Lee Jongchan, Lee Jong-Chan, Gromski Mark A, Kim Hyoung Woo, Kim Jinwon, Kim Jaihwan, Hwang Jin-Hyeok
Department of Internal Medicine, Seoul National University, College of Medicine, Seoul National University Bundang Hospital, Seongnam, Korea.
Department of Internal Medicine, Division of Gastroenterology, Indiana University School of Medicine, Indianapolis, Indiana, USA.
Medicine (Baltimore). 2018 Dec;97(50):e13592. doi: 10.1097/MD.0000000000013592.
Systemic chemotherapy or chemoradiotherapy is the initial primary option for patients with locally advanced pancreatic cancer (LAPC). This study analyzed the effect of FOLFIRINOX and assessed the factors influencing conversion to surgical resectability for LAPC.Sixty-four patients with LAPC who received FOLFIRINOX as initial chemotherapy were enrolled retrospectively. Demographic characteristics, tumor status, interval/dosage/cumulative relative dose intensity (cRDI) of FOLFIRINOX, conversion to resection, and clinical outcomes were reviewed and factors associated with conversion to resectability after FOLFIRINOX were analyzed.After administration of FOLFIRINOX (median 9 cycles, 70% of cRDI), the median patient overall survival (OS) was 17.0 months. Fifteen of 64 patients underwent surgery and R0 resection was achieved in 11 patients. During a median follow-up time of 9.4 months after resection, cumulative recurrence rate was 28.5% at 18 months after resection. The estimated median OS was significantly longer for the resected group (>40 months vs 13 months). There were no statistical differences between the resected and non-resected groups in terms of baseline characteristics, tumor status and hematologic adverse effects. The patients who received standard dose of FOLFIRINOX had higher probability of subsequent resection compared with patients who received reduced dose, although cRDIs did not differ between groups.FOLFIRINOX is an active regimen in patients with LAPC, given acceptable resection rates and promising R0 resection rates. Additionally, our data demonstrate it is advantageous for obtaining resectability to administer FOLFIRINOX without dose reduction.

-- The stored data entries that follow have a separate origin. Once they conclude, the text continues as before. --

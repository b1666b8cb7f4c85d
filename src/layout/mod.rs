pub mod dock;

pub use dock::*;
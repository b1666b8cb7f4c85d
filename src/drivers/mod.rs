pub mod console;

use ::crossterm::event::Event;
use std::io;
use std::time::Duration;

use crate::render::DrawList;

/// Source of raw terminal events.
pub trait InputDriver {
    fn poll(&mut self, timeout: Duration) -> io::Result<bool>;
    /// Blocks until an event is available.
    fn read(&mut self) -> io::Result<Event>;
}

impl<T: InputDriver + ?Sized> InputDriver for &mut T {
    fn poll(&mut self, timeout: Duration) -> io::Result<bool> {
        (**self).poll(timeout)
    }

    fn read(&mut self) -> io::Result<Event> {
        (**self).read()
    }
}

/// Rasterizer and presenter for a frame's draw list.
pub trait OutputDriver {
    fn enter(&mut self) -> io::Result<()>;
    fn exit(&mut self) -> io::Result<()>;
    /// Current drawable size as `(width, height)`.
    fn viewport(&mut self) -> io::Result<(i32, i32)>;
    fn present(&mut self, commands: &DrawList) -> io::Result<()>;
}

impl<T: OutputDriver + ?Sized> OutputDriver for &mut T {
    fn enter(&mut self) -> io::Result<()> {
        (**self).enter()
    }

    fn exit(&mut self) -> io::Result<()> {
        (**self).exit()
    }

    fn viewport(&mut self) -> io::Result<(i32, i32)> {
        (**self).viewport()
    }

    fn present(&mut self, commands: &DrawList) -> io::Result<()> {
        (**self).present(commands)
    }
}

全身化疗或放化疗是局部晚期胰腺癌(LAPC)患者的初始主要治疗选择。本研究分析了FOLFIRINOX方案的疗效,并评估了影响LAPC患者转化为可手术切除的因素。对64例接受FOLFIRINOX作为初始化疗的LAPC患者进行了回顾性研究。回顾了患者的人口统计学特征、肿瘤状态、FOLFIRINOX方案的疗程/剂量/累积相对剂量强度(cRDI)、转化为手术切除的情况以及临床结局,并分析了FOLFIRINOX方案后与转化为可切除性相关的因素。给予FOLFIRINOX方案(中位疗程9个周期,cRDI的70%)后,患者的中位总生存期(OS)为17.0个月。64例患者中有15例接受了手术,11例实现了R0切除。在切除术后的中位随访时间9.4个月内,术后18个月的累积复发率为28.5%。切除组的估计中位OS明显更长(>40个月对13个月)。切除组和未切除组在基线特征、肿瘤状态和血液学不良反应方面无统计学差异。接受标准剂量FOLFIRINOX方案的患者相比接受减量方案的患者后续切除的可能性更高,尽管两组之间的cRDI没有差异。FOLFIRINOX方案对LAPC患者是一种有效的治疗方案,其可接受的切除率和良好的R0切除率令人满意。此外,我们的数据表明,不减量给予FOLFIRINOX方案有利于获得可切除性。